Ancedotal evidence of Howes' death has come from two senior defectors. Pean Sambath,

a member of Pol Pot's general staff who defected from Anlong Veng last June, reported

that Howes was murdered on Pol Pot's orders a few weeks after he was captured. Interviewed

by British detectives, Sambath was unable to say when, where and how he was killed.

A second defector, former Div 801 soldier Chea Keo, who joined the government side

last December, said he had been told that Howes had been killed.

However, other contradictory reports suggest that Howes was alive at least in early

1997. Sum Sok, a Khmer official working for the Thai-Kampuchea Border Liason Office

in Kap Chouern, near the border at O'Smach, reported that Howes was sick around that

time with chronic diarrhea, according to human rights worker and KR researcher David

Ashley, who visited the area last June at the British Embassy's request.
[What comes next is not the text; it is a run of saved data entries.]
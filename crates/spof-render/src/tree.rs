//! Format-neutral field tree and the parsers that recover it from markup
//! and data output.
//!
//! Scalars are compared by their rendered text, so `3` in data output and
//! `<n>3</n>` in markup both recover as `Value("3")`. Empty lists and empty
//! blocks both recover as an empty list since markup draws them the same.
use quick_xml::events::Event;
use quick_xml::Reader;
use serde_json::Value;
use spof_core::{format_float, Block, FieldValue, LIST_ITEM};

use crate::{check_list_element, RenderError};

#[derive(Debug, Clone, PartialEq, Eq)]
pub enum FieldNode {
    Value(String),
    List(Vec<FieldNode>),
    Fields(Vec<(String, FieldNode)>),
}

impl FieldNode {
    /// Block node; empty blocks collapse to an empty list
    pub fn fields(fields: Vec<(String, FieldNode)>) -> Self {
        if fields.is_empty() {
            FieldNode::List(Vec::new())
        } else {
            FieldNode::Fields(fields)
        }
    }

    pub fn get(&self, label: &str) -> Option<&FieldNode> {
        match self {
            FieldNode::Fields(fields) => fields.iter().find(|(k, _)| k == label).map(|(_, v)| v),
            _ => None,
        }
    }

    pub fn as_str(&self) -> Option<&str> {
        match self {
            FieldNode::Value(s) => Some(s),
            _ => None,
        }
    }

    pub fn as_list(&self) -> Option<&[FieldNode]> {
        match self {
            FieldNode::List(items) => Some(items),
            _ => None,
        }
    }

    /// Labels of a block node, in order
    pub fn labels(&self) -> Vec<&str> {
        match self {
            FieldNode::Fields(fields) => fields.iter().map(|(k, _)| k.as_str()).collect(),
            _ => Vec::new(),
        }
    }
}

/// Root name plus the field tree under it
#[derive(Debug, Clone, PartialEq, Eq)]
pub struct FieldTree {
    pub root: String,
    pub node: FieldNode,
}

impl FieldTree {
    pub fn from_block(block: &Block) -> Result<Self, RenderError> {
        Ok(Self {
            root: block.name().to_string(),
            node: block_node(block, block.name())?,
        })
    }

    /// Follow a dotted label path, e.g. `"personality.name"`
    pub fn lookup(&self, path: &str) -> Option<&FieldNode> {
        path.split('.')
            .try_fold(&self.node, |node, label| node.get(label))
    }
}

fn block_node(block: &Block, path: &str) -> Result<FieldNode, RenderError> {
    let fields = block
        .present_fields()
        .map(|f| {
            let label = f.label();
            Ok((label.to_string(), value_node(&f.value, &format!("{}.{}", path, label))?))
        })
        .collect::<Result<Vec<_>, RenderError>>()?;
    Ok(FieldNode::fields(fields))
}

fn value_node(value: &FieldValue, path: &str) -> Result<FieldNode, RenderError> {
    Ok(match value {
        FieldValue::Scalar(s) => FieldNode::Value(s.to_string()),
        FieldValue::List(values) => FieldNode::List(
            values
                .iter()
                .enumerate()
                .map(|(i, v)| {
                    let item_path = format!("{}[{}]", path, i);
                    check_list_element(v, &item_path)?;
                    value_node(v, &item_path)
                })
                .collect::<Result<Vec<_>, _>>()?,
        ),
        FieldValue::Block(b) | FieldValue::OptionalBlock(Some(b)) => block_node(b, path)?,
        FieldValue::OptionalBlock(None) => FieldNode::List(Vec::new()),
        FieldValue::Text(t) => FieldNode::Value(t.content.clone()),
        FieldValue::Items(items) => FieldNode::List(
            items
                .items
                .iter()
                .map(|s| FieldNode::Value(s.clone()))
                .collect(),
        ),
    })
}

// ============================================================================
// Data parser
// ============================================================================

/// Recover the field tree from data (JSON) output
pub fn parse_data(input: &str) -> Result<FieldTree, RenderError> {
    let value: Value =
        serde_json::from_str(input).map_err(|e| RenderError::Parse(e.to_string()))?;
    let Value::Object(root) = value else {
        return Err(RenderError::Parse("data root must be an object".to_string()));
    };
    if root.len() != 1 {
        return Err(RenderError::Parse(format!(
            "data root must hold exactly one block, found {}",
            root.len()
        )));
    }
    let Some((name, body)) = root.into_iter().next() else {
        return Err(RenderError::Parse("empty data root".to_string()));
    };
    Ok(FieldTree {
        node: json_node(body)?,
        root: name,
    })
}

fn json_node(value: Value) -> Result<FieldNode, RenderError> {
    Ok(match value {
        Value::Null => return Err(RenderError::Parse("null has no field form".to_string())),
        Value::Bool(b) => FieldNode::Value(b.to_string()),
        Value::Number(n) => match n.as_i64() {
            Some(i) => FieldNode::Value(i.to_string()),
            None => match n.as_f64() {
                Some(f) if !n.is_u64() => FieldNode::Value(format_float(f)),
                _ => FieldNode::Value(n.to_string()),
            },
        },
        Value::String(s) => FieldNode::Value(s),
        Value::Array(items) => FieldNode::List(
            items
                .into_iter()
                .map(json_node)
                .collect::<Result<Vec<_>, _>>()?,
        ),
        Value::Object(map) => FieldNode::fields(
            map.into_iter()
                .map(|(k, v)| Ok((k, json_node(v)?)))
                .collect::<Result<Vec<_>, RenderError>>()?,
        ),
    })
}

// ============================================================================
// Markup parser
// ============================================================================

struct Frame {
    name: String,
    text: String,
    children: Vec<(String, FieldNode)>,
}

impl Frame {
    fn new(name: String) -> Self {
        Self {
            name,
            text: String::new(),
            children: Vec::new(),
        }
    }

    fn into_node(self) -> FieldNode {
        if self.children.is_empty() {
            return FieldNode::Value(self.text);
        }
        if self.children.iter().all(|(k, _)| k == LIST_ITEM) {
            return FieldNode::List(self.children.into_iter().map(|(_, v)| unwrap_item(v)).collect());
        }
        FieldNode::Fields(self.children)
    }
}

/// An item holding exactly one element is a wrapped block
fn unwrap_item(node: FieldNode) -> FieldNode {
    match node {
        FieldNode::Fields(mut fields) if fields.len() == 1 => fields.remove(0).1,
        other => other,
    }
}

/// Recover the field tree from markup output
pub fn parse_markup(input: &str) -> Result<FieldTree, RenderError> {
    let mut reader = Reader::from_str(input);
    let mut stack: Vec<Frame> = Vec::new();
    let mut root: Option<(String, FieldNode)> = None;

    let mut attach = |stack: &mut Vec<Frame>, name: String, node: FieldNode| match stack.last_mut() {
        Some(parent) => {
            parent.children.push((name, node));
            Ok(())
        }
        None if root.is_none() => {
            root = Some((name, node));
            Ok(())
        }
        None => Err(RenderError::Parse(format!("second root element <{}>", name))),
    };

    loop {
        match reader.read_event() {
            Ok(Event::Start(e)) => stack.push(Frame::new(element_name(e.name().as_ref())?)),
            Ok(Event::Empty(e)) => {
                let name = element_name(e.name().as_ref())?;
                attach(&mut stack, name, FieldNode::List(Vec::new()))?;
            }
            Ok(Event::End(_)) => {
                let frame = stack
                    .pop()
                    .ok_or_else(|| RenderError::Parse("unbalanced closing tag".to_string()))?;
                let name = frame.name.clone();
                attach(&mut stack, name, frame.into_node())?;
            }
            Ok(Event::Text(e)) => {
                let text = e.unescape().map_err(|e| RenderError::Parse(e.to_string()))?;
                match stack.last_mut() {
                    Some(frame) => frame.text.push_str(&text),
                    None if text.trim().is_empty() => {}
                    None => {
                        return Err(RenderError::Parse(format!(
                            "text outside the root element: {:?}",
                            text.trim()
                        )))
                    }
                }
            }
            Ok(Event::CData(e)) => {
                if let Some(frame) = stack.last_mut() {
                    frame.text.push_str(&String::from_utf8_lossy(&e.into_inner()));
                }
            }
            Ok(Event::Eof) => break,
            Err(e) => return Err(RenderError::Parse(e.to_string())),
            _ => {}
        }
    }

    if let Some(open) = stack.last() {
        return Err(RenderError::Parse(format!("unclosed element <{}>", open.name)));
    }
    let (root, node) = root.ok_or_else(|| RenderError::Parse("no root element".to_string()))?;
    Ok(FieldTree { root, node })
}

fn element_name(raw: &[u8]) -> Result<String, RenderError> {
    std::str::from_utf8(raw)
        .map(str::to_string)
        .map_err(|e| RenderError::Parse(e.to_string()))
}

#[cfg(test)]
mod tests {
    use super::*;

    #[test]
    fn test_parse_markup_structure() {
        let tree = parse_markup(
            "<p>\n  <name>Alex</name>\n  <traits>\n    <item>a</item>\n    <item>b</item>\n  </traits>\n  <none/>\n</p>\n",
        )
        .unwrap();

        assert_eq!(tree.root, "p");
        assert_eq!(tree.node.labels(), vec!["name", "traits", "none"]);
        assert_eq!(tree.lookup("name").and_then(FieldNode::as_str), Some("Alex"));
        assert_eq!(
            tree.lookup("traits"),
            Some(&FieldNode::List(vec![
                FieldNode::Value("a".to_string()),
                FieldNode::Value("b".to_string())
            ]))
        );
        assert_eq!(tree.lookup("none"), Some(&FieldNode::List(Vec::new())));
    }

    #[test]
    fn test_parse_markup_unwraps_blocks_in_items() {
        let tree = parse_markup(
            "<log><entries><item><entry><n>1</n></entry></item></entries></log>",
        )
        .unwrap();
        let entries = tree.lookup("entries").and_then(FieldNode::as_list).unwrap();
        assert_eq!(
            entries,
            &[FieldNode::Fields(vec![("n".to_string(), FieldNode::Value("1".to_string()))])]
        );
    }

    #[test]
    fn test_parse_markup_unescapes_text() {
        let tree = parse_markup("<d><e>a &lt; b &amp; c</e></d>").unwrap();
        assert_eq!(tree.lookup("e").and_then(FieldNode::as_str), Some("a < b & c"));
    }

    #[test]
    fn test_parse_markup_rejects_broken_input() {
        assert!(parse_markup("<a><b>x</b>").is_err());
        assert!(parse_markup("<a></a><b></b>").is_err());
        assert!(parse_markup("").is_err());
    }

    #[test]
    fn test_parse_data_keeps_key_order() {
        let tree = parse_data(r#"{"p": {"z": 1, "a": [true, 2.0], "m": {}}}"#).unwrap();
        assert_eq!(tree.root, "p");
        assert_eq!(tree.node.labels(), vec!["z", "a", "m"]);
        assert_eq!(
            tree.lookup("a"),
            Some(&FieldNode::List(vec![
                FieldNode::Value("true".to_string()),
                FieldNode::Value("2.0".to_string())
            ]))
        );
        assert_eq!(tree.lookup("m"), Some(&FieldNode::List(Vec::new())));
    }

    #[test]
    fn test_parse_data_rejects_multiple_roots() {
        assert!(matches!(
            parse_data(r#"{"a": {}, "b": {}}"#),
            Err(RenderError::Parse(_))
        ));
        assert!(parse_data("[1, 2]").is_err());
    }
}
The information

reportedly came from a pharmacy in Surin, Thailand, which regularly serves the KR.

The pharmacy owner recently told the Post that he had been instructed by an aide

to Ta Mok: "Don't talk about Howes".

As well, according to Ashley, senior KR general Ke Pauk told his son in April 1997

that Howes, and five survivors from the ambushed Funcinpec helicopter flight, were

still alive. The five survivors were later freed, proving him right on them.

The border official, Sum Sok, interviewed last month by the Post, said he had heard

other reports of Howes' survival from Thai and Cambodian military, and loggers who

deal with Anlong Veng. He put the chances of Howes still being alive at about 60%.
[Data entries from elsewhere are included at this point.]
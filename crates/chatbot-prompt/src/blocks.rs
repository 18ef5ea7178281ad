//! The instruction blocks a chatbot prompt is assembled from.
use chrono::NaiveDateTime;
use once_cell::sync::Lazy;
use spof_core::{
    Block, ChatMessage, FieldKind, Items, Record, ScalarType, Schema, ValidationError,
};

pub static PERSONALITY_SCHEMA: Lazy<Schema> = Lazy::new(|| {
    Schema::new("personality")
        .scalar("name", ScalarType::Str)
        .list("traits", FieldKind::Scalar(ScalarType::Str))
        .scalar("communication_style", ScalarType::Str)
});

pub static CONVERSATION_HISTORY_SCHEMA: Lazy<Schema> = Lazy::new(|| {
    Schema::new("conversation_history")
        .list("messages", FieldKind::Block(ChatMessage::schema().name().to_string()))
        .scalar("total_messages", ScalarType::Int)
});

pub static DIRECTIONS_SCHEMA: Lazy<Schema> = Lazy::new(|| {
    Schema::new("directions")
        .list("primary_goals", FieldKind::Scalar(ScalarType::Str))
        .items("response_guidelines")
        .items("safety_rules")
});

pub static CURRENT_CONTEXT_SCHEMA: Lazy<Schema> = Lazy::new(|| {
    Schema::new("current_context")
        .scalar("timestamp", ScalarType::Timestamp)
        .scalar("user_message", ScalarType::Str)
        .scalar("session_info", ScalarType::Str)
});

/// Who the assistant is: fixed persona, no inputs
pub fn personality_block() -> Result<Block, ValidationError> {
    Block::builder(&PERSONALITY_SCHEMA)
        .field("name", "Alex")
        .field(
            "traits",
            vec![
                "Friendly and approachable",
                "Helpful and proactive",
                "Curious and engaging",
                "Professional but warm",
            ],
        )
        .field(
            "communication_style",
            "Conversational, clear, and empathetic. Use 'I' naturally when speaking.",
        )
        .build()
}

/// Recent messages, keeping the last `limit` in their original order.
///
/// `total_messages` always reports the count before truncation.
pub fn conversation_history_block(
    messages: &[ChatMessage],
    limit: usize,
) -> Result<Block, ValidationError> {
    let start = messages.len().saturating_sub(limit);
    if start > 0 {
        tracing::debug!(
            total = messages.len(),
            kept = messages.len() - start,
            "truncating conversation history"
        );
    }

    let kept = messages[start..]
        .iter()
        .map(Record::to_block)
        .collect::<Result<Vec<_>, _>>()?;

    Block::builder(&CONVERSATION_HISTORY_SCHEMA)
        .field("messages", kept)
        .field("total_messages", messages.len())
        .build()
}

/// Goals, response guidelines and safety rules
pub fn directions_block() -> Result<Block, ValidationError> {
    Block::builder(&DIRECTIONS_SCHEMA)
        .field(
            "primary_goals",
            vec![
                "Listen carefully to understand user needs",
                "Provide helpful, accurate information",
                "Ask clarifying questions when needed",
                "Maintain a friendly, professional tone",
            ],
        )
        .field(
            "response_guidelines",
            Items::new(
                [
                    "Keep responses concise but thorough",
                    "Use examples when helpful",
                    "Acknowledge when you don't know something",
                    "Offer follow-up suggestions",
                ],
                "guidelines",
            ),
        )
        .field(
            "safety_rules",
            Items::new(
                [
                    "Never provide harmful or dangerous advice",
                    "Protect user privacy and data",
                    "Be respectful of all individuals and groups",
                    "Decline inappropriate requests politely",
                ],
                "safety",
            ),
        )
        .build()
}

/// The live turn: what the user just said and when
pub fn current_context_block(
    user_message: &str,
    now: NaiveDateTime,
    session_info: &str,
) -> Result<Block, ValidationError> {
    Block::builder(&CURRENT_CONTEXT_SCHEMA)
        .field("timestamp", now)
        .field("user_message", user_message)
        .field("session_info", session_info)
        .build()
}

#[cfg(test)]
mod tests {
    use super::*;
    use chrono::{Duration, NaiveDate};
    use spof_core::{FieldValue, Sender};

    fn messages(n: usize) -> Vec<ChatMessage> {
        let start = NaiveDate::from_ymd_opt(2025, 9, 6)
            .unwrap()
            .and_hms_opt(14, 0, 0)
            .unwrap();
        (0..n)
            .map(|i| {
                let sender = if i % 2 == 0 { Sender::User } else { Sender::Assistant };
                ChatMessage::new(sender, start + Duration::minutes(i as i64), format!("msg {}", i))
            })
            .collect()
    }

    fn contents(block: &Block) -> Vec<String> {
        match block.get("messages") {
            Some(FieldValue::List(items)) => items
                .iter()
                .map(|item| match item {
                    FieldValue::Block(b) => match b.get("content") {
                        Some(FieldValue::Scalar(s)) => s.to_string(),
                        other => panic!("unexpected content: {other:?}"),
                    },
                    other => panic!("unexpected item: {other:?}"),
                })
                .collect(),
            other => panic!("unexpected messages: {other:?}"),
        }
    }

    #[test]
    fn test_history_keeps_last_ten() {
        let block = conversation_history_block(&messages(13), 10).unwrap();
        let expected: Vec<String> = (3..13).map(|i| format!("msg {}", i)).collect();
        assert_eq!(contents(&block), expected);
        assert_eq!(block.get("total_messages"), Some(&FieldValue::from(13usize)));
    }

    #[test]
    fn test_history_under_limit_keeps_all() {
        for n in [1, 4, 10] {
            let block = conversation_history_block(&messages(n), 10).unwrap();
            assert_eq!(contents(&block).len(), n);
            assert_eq!(block.get("total_messages"), Some(&FieldValue::from(n)));
        }
    }

    #[test]
    fn test_history_limit_is_configurable() {
        let block = conversation_history_block(&messages(5), 2).unwrap();
        assert_eq!(contents(&block), vec!["msg 3", "msg 4"]);
        assert_eq!(block.get("total_messages"), Some(&FieldValue::from(5usize)));
    }

    #[test]
    fn test_static_blocks() {
        let personality = personality_block().unwrap();
        assert_eq!(personality.get("name"), Some(&FieldValue::from("Alex")));

        let directions = directions_block().unwrap();
        let labels: Vec<_> = directions.fields().iter().map(|f| f.label()).collect();
        assert_eq!(labels, vec!["primary_goals", "guidelines", "safety"]);
    }

    #[test]
    fn test_current_context_uses_injected_time() {
        let now = NaiveDate::from_ymd_opt(2025, 9, 6)
            .unwrap()
            .and_hms_opt(15, 0, 0)
            .unwrap();
        let block = current_context_block("Hi", now, "New conversation session").unwrap();
        assert_eq!(block.get("timestamp"), Some(&FieldValue::from(now)));
        assert_eq!(block.get("user_message"), Some(&FieldValue::from("Hi")));
    }
}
Given the KR's track record of killing foreign hostages, the ancedotal reports of

Howes' death may carry greater weight than the equally anecdotal accounts of his

survival.

However as David Ashley concluded: "There are second-hand reports - in one case

quite detailed - suggesting that [Howes] was still alive in June 1997, before and

during the conflict in Anlong Veng. These reports cannot be discounted unless there

is first-hand evidence to confirm or deny them. Unfortunately this means that Mr

Howes fate remains a matter of supposition rather than hard fact."

Coincidentally, while much attention has been focused on Howes, the sad reality is

that the fate of dozens of Khmer hostages are also unknown. More than 100 hostages

kidnapped in 1996, many but not all by the KR, remain recorded as missing, according

to one western military analyst.

- Tom Fawthrop is a correspondent for the Sunday Times, London.